Task material:
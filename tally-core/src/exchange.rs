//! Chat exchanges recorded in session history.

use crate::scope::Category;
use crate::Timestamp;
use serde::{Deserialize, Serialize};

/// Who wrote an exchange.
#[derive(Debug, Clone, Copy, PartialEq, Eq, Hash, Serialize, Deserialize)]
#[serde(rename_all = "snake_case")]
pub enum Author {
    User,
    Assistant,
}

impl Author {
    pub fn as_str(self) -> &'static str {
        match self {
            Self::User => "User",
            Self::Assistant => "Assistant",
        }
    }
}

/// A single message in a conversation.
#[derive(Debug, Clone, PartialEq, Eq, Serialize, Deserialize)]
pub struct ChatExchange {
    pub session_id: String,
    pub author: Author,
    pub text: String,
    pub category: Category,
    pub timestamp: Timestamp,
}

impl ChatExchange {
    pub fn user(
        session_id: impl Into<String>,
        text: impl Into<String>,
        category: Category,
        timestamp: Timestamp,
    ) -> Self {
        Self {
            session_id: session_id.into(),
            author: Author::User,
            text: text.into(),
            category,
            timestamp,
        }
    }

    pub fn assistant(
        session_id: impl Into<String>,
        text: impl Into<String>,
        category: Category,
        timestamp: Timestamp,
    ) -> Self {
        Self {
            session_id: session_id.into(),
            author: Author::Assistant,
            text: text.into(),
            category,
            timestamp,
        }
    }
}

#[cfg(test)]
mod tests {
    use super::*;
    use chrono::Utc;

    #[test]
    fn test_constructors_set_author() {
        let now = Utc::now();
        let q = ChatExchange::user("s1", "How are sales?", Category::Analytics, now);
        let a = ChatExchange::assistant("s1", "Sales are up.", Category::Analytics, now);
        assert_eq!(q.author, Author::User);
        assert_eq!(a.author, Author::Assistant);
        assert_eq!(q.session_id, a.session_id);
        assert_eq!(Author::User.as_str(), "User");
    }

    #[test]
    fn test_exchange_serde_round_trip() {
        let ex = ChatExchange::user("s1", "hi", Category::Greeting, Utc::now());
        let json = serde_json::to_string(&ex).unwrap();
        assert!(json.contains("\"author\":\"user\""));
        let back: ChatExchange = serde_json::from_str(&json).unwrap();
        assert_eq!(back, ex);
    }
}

What to produce:
Among the records, find all lines that include the string "Clone" and return them.

Output of the exercise:
#[derive(Debug, Clone, Copy, PartialEq, Eq, Hash, Serialize, Deserialize)]
#[derive(Debug, Clone, PartialEq, Eq, Serialize, Deserialize)]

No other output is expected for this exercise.